El curso de coaching ontológico le había dado a Gabriel las condiciones necesarias para coordinar los ensayos que el gobierno había convocado de cara a las elecciones. A su cargo estaba la tarea de asegurarse de que los candidatos estuvieran preparados para dar una buena imagen. Se los convocó a todos en un teatro de la Avenida Corrientes, un martes a las cuatro de la mañana.
Para cuando Gabriel estuvo en las puertas del teatro, aún no había llegado nadie. Una hora más tarde, apenas había tres candidatos: Fabricio, Edith y Laureano, cada uno de una sección electoral distinta. Laureano había viajado cuatrocientos kilómetros para estar ahí.
—Bueno, empecemos con los que estamos que ahora a las ocho entro a la oficina y, si llego tarde, pierdo el presentismo —arrancó Gabriel mientras miraba una planilla—. A ver, vos, Laureano, acá dice que sos policía. Vamos a hacer un día de campaña. Subí al escenario.
Laureano subió apurado, se agitaba y repetía una mueca de acomodarse la mandíbula.
—¿Qué tengo que hacer? ¿Qué hago? —preguntó.
—Primero, tranquilo, ¿sí? Acá vos manejás la situación, ¿sí? —dijo Gabriel, examinando a Laureano—. ¿Vos estuviste…? ¿Dormiste?

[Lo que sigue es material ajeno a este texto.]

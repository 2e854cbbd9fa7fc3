use std::{collections::HashMap, sync::Arc};

use parking_lot::Mutex;
use pcd_core::pointcloud::point::Point;
use projection_transform::{
    crs::{Crs, EpsgCode},
    grid::cache::ShiftGridCache,
    gridshift::{DatumShiftRegistry, GridShiftOperation, GridShiftSettings},
    ShiftError,
};
use rayon::prelude::*;

use crate::error::TransformError;

/// Transforms points between coordinate reference systems: source CRS to
/// geographic, datum shift, geographic to target CRS.
///
/// One grid shift operation is built per datum pair and reused.
pub struct CoordinateTransformer<'c> {
    cache: &'c ShiftGridCache,
    registry: DatumShiftRegistry,
    settings: GridShiftSettings,
    operations: Mutex<HashMap<(String, String), Arc<GridShiftOperation>>>,
}

impl CoordinateTransformer<'static> {
    /// Published grids resolved through the process-wide cache.
    pub fn global() -> Self {
        Self::new(
            ShiftGridCache::global(),
            DatumShiftRegistry::with_published_grids(),
        )
    }
}

impl<'c> CoordinateTransformer<'c> {
    pub fn new(cache: &'c ShiftGridCache, registry: DatumShiftRegistry) -> Self {
        Self {
            cache,
            registry,
            settings: GridShiftSettings::default(),
            operations: Mutex::new(HashMap::new()),
        }
    }

    pub fn with_settings(mut self, settings: GridShiftSettings) -> Self {
        self.settings = settings;
        self
    }

    pub fn registry(&self) -> &DatumShiftRegistry {
        &self.registry
    }

    pub fn cache(&self) -> &ShiftGridCache {
        self.cache
    }

    /// The shift between two datums, or `None` when coordinates pass
    /// through unchanged.
    pub fn operation(
        &self,
        source_datum: &str,
        target_datum: &str,
    ) -> Result<Option<Arc<GridShiftOperation>>, ShiftError> {
        if self.registry.are_aligned(source_datum, target_datum) {
            return Ok(None);
        }
        let key = (source_datum.to_string(), target_datum.to_string());
        if let Some(operation) = self.operations.lock().get(&key) {
            return Ok(Some(operation.clone()));
        }

        // Built unlocked: grid loads are serialized per grid by the cache.
        let operation = Arc::new(GridShiftOperation::from_registry(
            source_datum,
            target_datum,
            &self.registry,
            self.cache,
            self.settings,
        )?);
        log::debug!(
            "grid shift {} -> {} over {} grid(s)",
            source_datum,
            target_datum,
            operation.grids().len()
        );
        let operation = self
            .operations
            .lock()
            .entry(key)
            .or_insert(operation)
            .clone();
        Ok(Some(operation))
    }

    pub fn transform(&self, point: &Point, source: &Crs, target: &Crs) -> Result<Point, TransformError> {
        let (lng, lat, height) = source
            .to_geographic(point.x, point.y, point.z)
            .map_err(TransformError::Projection)?;

        let (lng, lat, height) = match self.operation(&source.datum, &target.datum)? {
            Some(operation) => operation.forward(lng, lat, height)?,
            None => (lng, lat, height),
        };

        let (x, y, z) = target
            .from_geographic(lng, lat, height)
            .map_err(TransformError::Reprojection)?;
        Ok(Point { x, y, z })
    }
}

/// A transform bound to one pair of EPSG codes.
pub enum PointTransformer<'a> {
    Identity,
    Pipeline {
        transformer: &'a CoordinateTransformer<'a>,
        source: Crs,
        target: Crs,
    },
}

impl<'a> PointTransformer<'a> {
    pub fn new(
        transformer: &'a CoordinateTransformer<'a>,
        input_epsg: EpsgCode,
        output_epsg: EpsgCode,
    ) -> Result<Self, TransformError> {
        if input_epsg == output_epsg {
            return Ok(Self::Identity);
        }

        let resolve = |epsg| Crs::from_epsg(epsg).map_err(|_| TransformError::UnsupportedCrs(epsg));
        let source = resolve(input_epsg)?;
        let target = resolve(output_epsg)?;
        // Fail early on pairs without a grid rather than on the first point.
        if transformer.operation(&source.datum, &target.datum)?.is_none() && source.datum != target.datum {
            log::debug!(
                "{} and {} are treated as aligned; EPSG:{} -> EPSG:{} applies no datum shift",
                source.datum,
                target.datum,
                input_epsg,
                output_epsg
            );
        }

        Ok(Self::Pipeline {
            transformer,
            source,
            target,
        })
    }

    pub fn transform(&self, point: &Point) -> Result<Point, TransformError> {
        match self {
            Self::Identity => Ok(*point),
            Self::Pipeline {
                transformer,
                source,
                target,
            } => transformer.transform(point, source, target),
        }
    }

    /// Transforms every point in parallel. On error the slice is left as it was.
    pub fn transform_points_in_place(&self, points: &mut [Point]) -> Result<(), TransformError> {
        if let Self::Identity = self {
            return Ok(());
        }
        let transformed = points
            .par_iter()
            .map(|point| self.transform(point))
            .collect::<Result<Vec<_>, _>>()?;
        points.copy_from_slice(&transformed);
        Ok(())
    }
}

#[cfg(test)]
mod tests {
    use projection_transform::{
        crs::{
            EPSG_JGD2011_GEOGRAPHIC_3D, EPSG_JGD2011_JPRECT_IX, EPSG_NAD27_GEOGRAPHIC,
            EPSG_NAD83_GEOGRAPHIC, EPSG_WGS84_GEOCENTRIC, EPSG_WGS84_GEOGRAPHIC_3D,
        },
        grid::{GridCell, GridExtent, ShiftGrid},
        GridError, ProjectionError,
    };

    use super::*;

    const SHIFT_LNG: f64 = 1e-3;
    const SHIFT_LAT: f64 = -2e-3;

    /// Constant NAD27 -> NAD83 shift over lng [-130, -120], lat [48, 55].
    fn pacific() -> Result<ShiftGrid, GridError> {
        let extent = GridExtent {
            lat_origin: 48.0,
            lng_origin: -130.0,
            lat_step: 1.0,
            lng_step: 1.0,
            rows: 8,
            columns: 11,
        };
        let cell = GridCell {
            shift_lng: SHIFT_LNG,
            shift_lat: SHIFT_LAT,
            ..Default::default()
        };
        ShiftGrid::new("pacific", extent, vec![cell; 88])
    }

    fn pacific_cache() -> ShiftGridCache {
        ShiftGridCache::new(|id: &str| match id {
            "pacific" => pacific(),
            _ => Err(GridError::NotFound(id.to_string())),
        })
    }

    fn pacific_registry() -> DatumShiftRegistry {
        let mut registry = DatumShiftRegistry::with_published_grids();
        registry.register("NAD27", "NAD83", ["pacific"]);
        registry
    }

    fn registry() -> DatumShiftRegistry {
        let mut registry = DatumShiftRegistry::new();
        registry.register("NAD27", "NAD83", ["pacific"]);
        registry.register_aligned("JGD2011", "WGS84");
        registry
    }

    #[test]
    fn identity_transform() {
        let cache = pacific_cache();
        let transformer = CoordinateTransformer::new(&cache, registry());
        let pt = PointTransformer::new(&transformer, EPSG_WGS84_GEOGRAPHIC_3D, EPSG_WGS84_GEOGRAPHIC_3D)
            .unwrap();
        let mut points = vec![Point::new(1.0, 2.0, 3.0)];
        pt.transform_points_in_place(&mut points).unwrap();
        assert_eq!(points[0], Point::new(1.0, 2.0, 3.0));
        assert!(cache.is_empty());
    }

    #[test]
    fn datum_shift_between_geographic_crs() {
        let cache = pacific_cache();
        let transformer = CoordinateTransformer::new(&cache, registry());
        let nad27 = Crs::from_epsg(EPSG_NAD27_GEOGRAPHIC).unwrap();
        let nad83 = Crs::from_epsg(EPSG_NAD83_GEOGRAPHIC).unwrap();

        let shifted = transformer
            .transform(&Point::new(-125.5, 51.5, 10.0), &nad27, &nad83)
            .unwrap();
        assert!((shifted.x - (-125.5 + SHIFT_LNG)).abs() < 1e-12);
        assert!((shifted.y - (51.5 + SHIFT_LAT)).abs() < 1e-12);
        assert_eq!(shifted.z, 10.0);

        // the reverse pair applies the same grid inversely
        let restored = transformer.transform(&shifted, &nad83, &nad27).unwrap();
        assert!((restored.x + 125.5).abs() < 1e-9);
        assert!((restored.y - 51.5).abs() < 1e-9);
        assert_eq!(cache.len(), 1);
    }

    #[test]
    fn aligned_datums_pass_through_unshifted() {
        let cache = pacific_cache();
        let transformer = CoordinateTransformer::new(&cache, registry());
        let pt = PointTransformer::new(&transformer, EPSG_JGD2011_GEOGRAPHIC_3D, EPSG_WGS84_GEOGRAPHIC_3D)
            .unwrap();
        assert!(matches!(pt, PointTransformer::Pipeline { .. }));
        let point = Point::new(139.75, 35.68, 40.0);
        assert_eq!(pt.transform(&point).unwrap(), point);
        assert!(cache.is_empty());

        // without the alignment the pair has no operation at all
        let strict = CoordinateTransformer::new(&cache, DatumShiftRegistry::new());
        assert!(matches!(
            PointTransformer::new(&strict, EPSG_JGD2011_GEOGRAPHIC_3D, EPSG_WGS84_GEOGRAPHIC_3D),
            Err(TransformError::Shift(ShiftError::NoOperation { .. }))
        ));
    }

    #[test]
    fn operations_are_memoized() {
        let cache = pacific_cache();
        let transformer = CoordinateTransformer::new(&cache, registry());
        let first = transformer.operation("NAD27", "NAD83").unwrap().unwrap();
        let second = transformer.operation("NAD27", "NAD83").unwrap().unwrap();
        assert!(Arc::ptr_eq(&first, &second));
        assert!(transformer.operation("JGD2011", "WGS84").unwrap().is_none());
    }

    #[test]
    fn errors_are_tagged_by_stage() {
        let cache = pacific_cache();
        let transformer = CoordinateTransformer::new(&cache, registry());
        let nad27 = Crs::from_epsg(EPSG_NAD27_GEOGRAPHIC).unwrap();
        let nad83 = Crs::from_epsg(EPSG_NAD83_GEOGRAPHIC).unwrap();

        assert!(matches!(
            transformer.transform(&Point::new(-125.0, 95.0, 0.0), &nad27, &nad83),
            Err(TransformError::Projection(ProjectionError::InvalidCoordinate { .. }))
        ));
        assert!(matches!(
            transformer.transform(&Point::new(10.0, 10.0, 0.0), &nad27, &nad83),
            Err(TransformError::Shift(ShiftError::NoCoverage { .. }))
        ));

        // 95 degrees from the central meridian of zone 10
        let utm10 = Crs::from_epsg(26910).unwrap();
        let nad83_geo = Crs::from_epsg(EPSG_NAD83_GEOGRAPHIC).unwrap();
        assert!(matches!(
            transformer.transform(&Point::new(-28.0, 50.0, 0.0), &nad83_geo, &utm10),
            Err(TransformError::Reprojection(ProjectionError::OutOfDomain { .. }))
        ));
    }

    #[test]
    fn unregistered_pair_fails_at_construction() {
        let cache = pacific_cache();
        let transformer = CoordinateTransformer::new(&cache, registry());
        assert!(matches!(
            PointTransformer::new(&transformer, 4301, EPSG_WGS84_GEOGRAPHIC_3D),
            Err(TransformError::Shift(ShiftError::NoOperation { .. }))
        ));
        assert!(matches!(
            PointTransformer::new(&transformer, 1234, EPSG_WGS84_GEOGRAPHIC_3D),
            Err(TransformError::UnsupportedCrs(1234))
        ));
    }

    #[test]
    fn grid_load_failure_propagates() {
        let cache = ShiftGridCache::new(|id: &str| -> Result<ShiftGrid, GridError> {
            Err(GridError::NotFound(id.to_string()))
        });
        let transformer = CoordinateTransformer::new(&cache, pacific_registry());
        assert!(matches!(
            PointTransformer::new(&transformer, EPSG_NAD27_GEOGRAPHIC, EPSG_NAD83_GEOGRAPHIC),
            Err(TransformError::Shift(ShiftError::Grid(GridError::NotFound(_))))
        ));
    }

    #[test]
    fn jprect_to_geographic() {
        let cache = pacific_cache();
        let transformer = CoordinateTransformer::new(&cache, registry());
        let pt = PointTransformer::new(&transformer, EPSG_JGD2011_JPRECT_IX, EPSG_JGD2011_GEOGRAPHIC_3D)
            .unwrap();
        // the zone IX origin
        let origin = pt.transform(&Point::new(0.0, 0.0, 5.0)).unwrap();
        assert!((origin.x - (139.0 + 50.0 / 60.0)).abs() < 1e-9);
        assert!((origin.y - 36.0).abs() < 1e-9);
        assert_eq!(origin.z, 5.0);

        let to_wgs84 =
            PointTransformer::new(&transformer, EPSG_JGD2011_JPRECT_IX, EPSG_WGS84_GEOGRAPHIC_3D).unwrap();
        let p = Point::new(-5_000.0, 12_000.0, 40.0);
        let a = pt.transform(&p).unwrap();
        let b = to_wgs84.transform(&p).unwrap();
        assert_eq!(a, b);
    }

    #[test]
    fn geocentric_round_trip() {
        let cache = pacific_cache();
        let transformer = CoordinateTransformer::new(&cache, registry());
        let to_ecef =
            PointTransformer::new(&transformer, EPSG_WGS84_GEOGRAPHIC_3D, EPSG_WGS84_GEOCENTRIC).unwrap();
        let back =
            PointTransformer::new(&transformer, EPSG_WGS84_GEOCENTRIC, EPSG_WGS84_GEOGRAPHIC_3D).unwrap();
        let p = Point::new(139.7, 35.6, 120.0);
        let ecef = to_ecef.transform(&p).unwrap();
        let q = back.transform(&ecef).unwrap();
        assert!((q.x - p.x).abs() < 1e-9);
        assert!((q.y - p.y).abs() < 1e-9);
        assert!((q.z - p.z).abs() < 1e-4);
    }

    #[test]
    fn bulk_transform_is_all_or_nothing() {
        let cache = pacific_cache();
        let transformer = CoordinateTransformer::new(&cache, registry());
        let pt = PointTransformer::new(&transformer, EPSG_NAD27_GEOGRAPHIC, EPSG_NAD83_GEOGRAPHIC).unwrap();

        let mut points: Vec<_> = (0..1_000)
            .map(|i| Point::new(-129.0 + i as f64 * 0.008, 49.0 + i as f64 * 0.005, i as f64))
            .collect();
        let original = points.clone();
        pt.transform_points_in_place(&mut points).unwrap();
        for (p, o) in points.iter().zip(&original) {
            assert!((p.x - (o.x + SHIFT_LNG)).abs() < 1e-12);
            assert!((p.y - (o.y + SHIFT_LAT)).abs() < 1e-12);
        }

        let mut with_outlier = original.clone();
        with_outlier[500] = Point::new(0.0, 0.0, 0.0);
        let snapshot = with_outlier.clone();
        assert!(pt.transform_points_in_place(&mut with_outlier).is_err());
        assert_eq!(with_outlier, snapshot);
    }
}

—Desde el viernes que no duermo —contestó Laureano. La voz se le escapaba entre los dientes, pero la boca no se abría. Sus ojos estaban cansados, pero no se cerraban casi nunca—. Si tuve que venir manejando…
—Pero estás re duro.
—Soy policía —se excusó Laureano.
—Bueno, eh… Después vemos. Bajá ahora, a ver si, a lo mejor, en un rato… Subí vos —dijo Gabriel y señaló a Fabricio.

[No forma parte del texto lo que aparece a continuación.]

//! Transverse Mercator after Krüger, using the n⁴ series of Karney (2011).
//! Accurate to well below a millimetre within a few thousand kilometres of
//! the central meridian.

use crate::{ellipsoid::Ellipsoid, error::ProjectionError};

// Beyond this |η| the inverse series diverges.
const MAX_ETA: f64 = 2.623_395_162_778;

#[derive(Debug, Clone, PartialEq)]
pub struct ExtendedTransverseMercatorProjection {
    lng0: f64,
    k0: f64,
    false_easting: f64,
    false_northing: f64,
    e: f64,
    rectifying_radius: f64,
    alpha: [f64; 4],
    beta: [f64; 4],
    xi0: f64,
}

impl ExtendedTransverseMercatorProjection {
    /// `lng0`/`lat0` are the origin in degrees; `k0` the scale on the central meridian.
    pub fn new(lng0: f64, lat0: f64, k0: f64, ellipsoid: &Ellipsoid) -> Self {
        let n = ellipsoid.f() / (2.0 - ellipsoid.f());
        let n2 = n * n;
        let n3 = n2 * n;
        let n4 = n3 * n;

        let rectifying_radius = ellipsoid.a() / (1.0 + n) * (1.0 + n2 / 4.0 + n4 / 64.0);
        let alpha = [
            n / 2.0 - 2.0 * n2 / 3.0 + 5.0 * n3 / 16.0 + 41.0 * n4 / 180.0,
            13.0 * n2 / 48.0 - 3.0 * n3 / 5.0 + 557.0 * n4 / 1440.0,
            61.0 * n3 / 240.0 - 103.0 * n4 / 140.0,
            49561.0 * n4 / 161_280.0,
        ];
        let beta = [
            n / 2.0 - 2.0 * n2 / 3.0 + 37.0 * n3 / 96.0 - n4 / 360.0,
            n2 / 48.0 + n3 / 15.0 - 437.0 * n4 / 1440.0,
            17.0 * n3 / 480.0 - 37.0 * n4 / 840.0,
            4397.0 * n4 / 161_280.0,
        ];

        let mut projection = Self {
            lng0,
            k0,
            false_easting: 0.0,
            false_northing: 0.0,
            e: ellipsoid.e_sq().sqrt(),
            rectifying_radius,
            alpha,
            beta,
            xi0: 0.0,
        };
        let (xi0, _) = projection.gauss_schreiber(lat0.to_radians(), 0.0);
        projection.xi0 = xi0;
        projection
    }

    pub fn with_false_origin(mut self, false_easting: f64, false_northing: f64) -> Self {
        self.false_easting = false_easting;
        self.false_northing = false_northing;
        self
    }

    pub fn central_meridian(&self) -> f64 {
        self.lng0
    }

    /// Geographic (degrees) to projected (metres). Height passes through.
    pub fn project_forward(
        &self,
        lng: f64,
        lat: f64,
        height: f64,
    ) -> Result<(f64, f64, f64), ProjectionError> {
        if !lng.is_finite() || !lat.is_finite() || lat.abs() > 90.0 {
            return Err(ProjectionError::InvalidCoordinate { lng, lat });
        }
        let dlng = normalize_degrees(lng - self.lng0);
        if dlng.abs() >= 90.0 {
            return Err(ProjectionError::OutOfDomain { x: lng, y: lat });
        }

        let (xi, eta) = self.gauss_schreiber(lat.to_radians(), dlng.to_radians());
        let scale = self.k0 * self.rectifying_radius;
        let x = self.false_easting + scale * eta;
        let y = self.false_northing + scale * (xi - self.xi0);
        Ok((x, y, height))
    }

    /// Projected (metres) to geographic (degrees). Height passes through.
    pub fn project_inverse(
        &self,
        x: f64,
        y: f64,
        height: f64,
    ) -> Result<(f64, f64, f64), ProjectionError> {
        let scale = self.k0 * self.rectifying_radius;
        let xi = (y - self.false_northing) / scale + self.xi0;
        let eta = (x - self.false_easting) / scale;
        if !xi.is_finite() || !eta.is_finite() || eta.abs() > MAX_ETA {
            return Err(ProjectionError::OutOfDomain { x, y });
        }

        let mut xi_p = xi;
        let mut eta_p = eta;
        for (j, beta) in self.beta.iter().enumerate() {
            let k = 2.0 * (j + 1) as f64;
            xi_p -= beta * (k * xi).sin() * (k * eta).cosh();
            eta_p -= beta * (k * xi).cos() * (k * eta).sinh();
        }

        let tau_p = xi_p.sin() / (eta_p.sinh().powi(2) + xi_p.cos().powi(2)).sqrt();
        let lng = eta_p.sinh().atan2(xi_p.cos());
        let lat = self.conformal_to_geodetic(tau_p).atan();
        if !lat.is_finite() || !lng.is_finite() {
            return Err(ProjectionError::OutOfDomain { x, y });
        }

        Ok((
            normalize_degrees(self.lng0 + lng.to_degrees()),
            lat.to_degrees(),
            height,
        ))
    }

    fn gauss_schreiber(&self, lat: f64, dlng: f64) -> (f64, f64) {
        let sin_lat = lat.sin();
        let tau_p = (sin_lat.atanh() - self.e * (self.e * sin_lat).atanh()).sinh();
        let xi_p = tau_p.atan2(dlng.cos());
        let eta_p = (dlng.sin() / (1.0 + tau_p * tau_p).sqrt()).atanh();

        let mut xi = xi_p;
        let mut eta = eta_p;
        for (j, alpha) in self.alpha.iter().enumerate() {
            let k = 2.0 * (j + 1) as f64;
            xi += alpha * (k * xi_p).sin() * (k * eta_p).cosh();
            eta += alpha * (k * xi_p).cos() * (k * eta_p).sinh();
        }
        (xi, eta)
    }

    // Newton iteration for tan(lat) given the conformal tan(lat').
    fn conformal_to_geodetic(&self, tau_p: f64) -> f64 {
        let e_sq = self.e * self.e;
        let mut tau = tau_p;
        for _ in 0..8 {
            let sigma = (self.e * (self.e * tau / (1.0 + tau * tau).sqrt()).atanh()).sinh();
            let tau_i = tau * (1.0 + sigma * sigma).sqrt() - sigma * (1.0 + tau * tau).sqrt();
            let delta = (tau_p - tau_i) / (1.0 + tau_i * tau_i).sqrt()
                * (1.0 + (1.0 - e_sq) * tau * tau)
                / ((1.0 - e_sq) * (1.0 + tau * tau).sqrt());
            tau += delta;
            if delta.abs() < 1e-14 * tau.abs().max(1.0) {
                break;
            }
        }
        tau
    }
}

fn normalize_degrees(value: f64) -> f64 {
    let wrapped = (value + 180.0).rem_euclid(360.0) - 180.0;
    if wrapped == -180.0 && value > 0.0 {
        180.0
    } else {
        wrapped
    }
}
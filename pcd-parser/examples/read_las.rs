use std::path::PathBuf;

use pcd_parser::LasPointReader;

fn main() {
    let Some(path) = std::env::args().nth(1).map(PathBuf::from) else {
        eprintln!("usage: read_las <FILE>");
        std::process::exit(2);
    };
    let mut reader = LasPointReader::from_path(&path).unwrap();

    println!(
        "LAS {version}, point layout {layout}, number of points: {num_points}",
        version = reader.header().version,
        layout = reader.layout().id,
        num_points = reader.len()
    );

    if let Some(record) = reader.next() {
        let record = record.unwrap();
        println!("First record: {:?}", record);
        println!("First point: {:?}", reader.to_point(&record));
    }
}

Fabricio dio un salto breve en el lugar y se puso en marcha con una sonrisa. Caminaba como si fuera el día más feliz de su vida, balanceando los brazos intercaladamente frente a su cuerpo.
—Bienvenido a la campaña, Fabricio —levantó el ánimo Gabriel, en papel de director técnico—. ¡Sos vos! ¡Vos y tu futuro! La gente te ama, Fabri. Sos un tipazo, quieren que los defiendas, ¡que los liberes! Ahí viene una mujer con una nena. Es tu hija, Fabri. Te están viendo todos.

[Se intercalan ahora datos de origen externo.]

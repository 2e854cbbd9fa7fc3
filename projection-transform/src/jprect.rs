//! Japan Plane Rectangular Coordinate System (JGD2011), zones I–XIX.

use crate::{crs::EpsgCode, ellipsoid::grs80, etmerc::ExtendedTransverseMercatorProjection};

const SCALE_FACTOR: f64 = 0.9999;
const FIRST_ZONE_EPSG: EpsgCode = 6669;

#[derive(Debug, Clone, Copy, PartialEq, Eq)]
pub enum JPRZone {
    I,
    II,
    III,
    IV,
    V,
    VI,
    VII,
    VIII,
    IX,
    X,
    XI,
    XII,
    XIII,
    XIV,
    XV,
    XVI,
    XVII,
    XVIII,
    XIX,
}

const ZONES: [JPRZone; 19] = [
    JPRZone::I,
    JPRZone::II,
    JPRZone::III,
    JPRZone::IV,
    JPRZone::V,
    JPRZone::VI,
    JPRZone::VII,
    JPRZone::VIII,
    JPRZone::IX,
    JPRZone::X,
    JPRZone::XI,
    JPRZone::XII,
    JPRZone::XIII,
    JPRZone::XIV,
    JPRZone::XV,
    JPRZone::XVI,
    JPRZone::XVII,
    JPRZone::XVIII,
    JPRZone::XIX,
];

impl JPRZone {
    pub fn from_epsg(epsg: EpsgCode) -> Option<Self> {
        let index = epsg.checked_sub(FIRST_ZONE_EPSG)? as usize;
        ZONES.get(index).copied()
    }

    pub fn epsg(&self) -> EpsgCode {
        FIRST_ZONE_EPSG + *self as EpsgCode
    }

    /// Origin as (longitude, latitude) in degrees.
    pub fn origin(&self) -> (f64, f64) {
        let (lat, lng_deg, lng_min) = match self {
            JPRZone::I => (33.0, 129.0, 30.0),
            JPRZone::II => (33.0, 131.0, 0.0),
            JPRZone::III => (36.0, 132.0, 10.0),
            JPRZone::IV => (33.0, 133.0, 30.0),
            JPRZone::V => (36.0, 134.0, 20.0),
            JPRZone::VI => (36.0, 136.0, 0.0),
            JPRZone::VII => (36.0, 137.0, 10.0),
            JPRZone::VIII => (36.0, 138.0, 30.0),
            JPRZone::IX => (36.0, 139.0, 50.0),
            JPRZone::X => (40.0, 140.0, 50.0),
            JPRZone::XI => (44.0, 140.0, 15.0),
            JPRZone::XII => (44.0, 142.0, 15.0),
            JPRZone::XIII => (44.0, 144.0, 15.0),
            JPRZone::XIV => (26.0, 142.0, 0.0),
            JPRZone::XV => (26.0, 127.0, 30.0),
            JPRZone::XVI => (26.0, 124.0, 0.0),
            JPRZone::XVII => (26.0, 131.0, 0.0),
            JPRZone::XVIII => (20.0, 136.0, 0.0),
            JPRZone::XIX => (26.0, 154.0, 0.0),
        };
        (lng_deg + lng_min / 60.0, lat)
    }

    pub fn projection(&self) -> ExtendedTransverseMercatorProjection {
        let (lng0, lat0) = self.origin();
        ExtendedTransverseMercatorProjection::new(lng0, lat0, SCALE_FACTOR, &grs80())
    }
}

#[cfg(test)]
mod tests {
    use super::*;

    #[test]
    fn epsg_codes_map_to_zones() {
        assert_eq!(JPRZone::from_epsg(6669), Some(JPRZone::I));
        assert_eq!(JPRZone::from_epsg(6677), Some(JPRZone::IX));
        assert_eq!(JPRZone::from_epsg(6687), Some(JPRZone::XIX));
        assert_eq!(JPRZone::from_epsg(6688), None);
        assert_eq!(JPRZone::from_epsg(4326), None);
        assert_eq!(JPRZone::IX.epsg(), 6677);
    }

    #[test]
    fn zone_origin_projects_to_zero() {
        let zone = JPRZone::IX;
        let (lng, lat) = zone.origin();
        let (x, y, _) = zone.projection().project_forward(lng, lat, 0.0).unwrap();
        assert!(x.abs() < 1e-6);
        assert!(y.abs() < 1e-6);
    }
}
pub mod las;

use pcd_core::pointcloud::record::PointRecord;

pub trait PointReader {
    fn next_point(&mut self) -> pcd_core::Result<Option<PointRecord>>;
}

/// Reads records in fixed-size batches. A read error is yielded on its own,
/// after the batch holding the records read before it; iteration can go on
/// past it to the following records.
pub struct PointIterator<R: PointReader> {
    reader: R,
    chunk_size: usize,
    pending: Option<pcd_core::Error>,
}

impl<R: PointReader> PointIterator<R> {
    pub fn new(reader: R, chunk_size: usize) -> Self {
        Self {
            reader,
            chunk_size: chunk_size.max(1),
            pending: None,
        }
    }

    pub fn into_inner(self) -> R {
        self.reader
    }
}

impl<R: PointReader> Iterator for PointIterator<R> {
    type Item = pcd_core::Result<Vec<PointRecord>>;

    fn next(&mut self) -> Option<Self::Item> {
        if let Some(err) = self.pending.take() {
            return Some(Err(err));
        }
        let mut buffer = Vec::with_capacity(self.chunk_size);

        for _ in 0..self.chunk_size {
            match self.reader.next_point() {
                Ok(Some(p)) => buffer.push(p),
                Ok(None) => break,
                Err(e) if buffer.is_empty() => return Some(Err(e)),
                Err(e) => {
                    self.pending = Some(e);
                    break;
                }
            }
        }

        if buffer.is_empty() {
            None
        } else {
            Some(Ok(buffer))
        }
    }
}

#[cfg(test)]
mod tests {
    use super::*;

    struct Counter {
        remaining: u32,
        failing: Option<u32>,
    }

    impl PointReader for Counter {
        fn next_point(&mut self) -> pcd_core::Result<Option<PointRecord>> {
            if self.remaining == 0 {
                return Ok(None);
            }
            self.remaining -= 1;
            if self.failing == Some(self.remaining) {
                return Err(pcd_core::Error::MalformedRecord(format!("record {}", self.remaining)));
            }
            Ok(Some(PointRecord {
                x: self.remaining as i32,
                ..Default::default()
            }))
        }
    }

    fn sizes(chunks: &[pcd_core::Result<Vec<PointRecord>>]) -> Vec<Option<usize>> {
        chunks
            .iter()
            .map(|chunk| chunk.as_ref().ok().map(Vec::len))
            .collect()
    }

    #[test]
    fn test_chunks() {
        let chunks: Vec<_> = PointIterator::new(
            Counter {
                remaining: 7,
                failing: None,
            },
            3,
        )
        .collect();
        assert_eq!(sizes(&chunks), vec![Some(3), Some(3), Some(1)]);
        assert_eq!(chunks[2].as_ref().unwrap()[0].x, 0);
    }

    #[test]
    fn test_errors_are_yielded() {
        // x counts down from 6; the fifth read fails
        let chunks: Vec<_> = PointIterator::new(
            Counter {
                remaining: 7,
                failing: Some(2),
            },
            3,
        )
        .collect();
        assert_eq!(sizes(&chunks), vec![Some(3), Some(1), None, Some(2)]);
        assert!(matches!(chunks[2], Err(pcd_core::Error::MalformedRecord(_))));

        // an error at the start of a batch does not end the iteration
        let chunks: Vec<_> = PointIterator::new(
            Counter {
                remaining: 4,
                failing: Some(3),
            },
            2,
        )
        .collect();
        assert_eq!(sizes(&chunks), vec![None, Some(2), Some(1)]);
    }
}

—¿Qué hacés, pendeja? ¿Qué estás, loca? —acusó Fabricio, violento. No se entendía, por la altura de su mirada, si le hablaba a su esposa o a su hija imaginarias—. Tomatelá de acá, que estoy laburando. Dejame de joder, ponete a estudiar, a limpiar, dale. ¡Dale! —gritó, amenazando un golpe con un brazo al aire y hasta Laureano se asustó.
—Muy bien, Fabricio. ¡Eso quiere la gente, eso! Un tipo comprometido con su familia. A ver, Edith, ahora vení vos.
Edith subió al escenario con un paso lento, apesadumbrado y blando. Una vez arriba, se paró frente a Fabricio y Gabriel.
—Disculpen, antes que nada, ¿no tienen unos bizcochitos, algo? —Edith hablaba suave—. Estoy un poco con la panza vacía, que hace unos días que… Pasa que yo era del Ministerio de… ¿cómo se llama ahora…? Pero siempre bancando, eh. Está perfecto, si yo casi que era un curro ahí…
—Uh, esta mina está enroscada. Le tira el bizcocho —comentó Laureano, desde abajo, como si supiera de lo que hablaba y con la mueca de dureza más marcada que antes—. Les pasa a muchos compañeros en la fuerza. Quedan así, que necesitan bizcochitos sí o sí. Muy jodida la abstinencia.
—No, pero, yo decía bizcochitos, pero cualquier… Cualq… —empezó a contestar Edith y cayó desmayada de bruces sobre el escenario.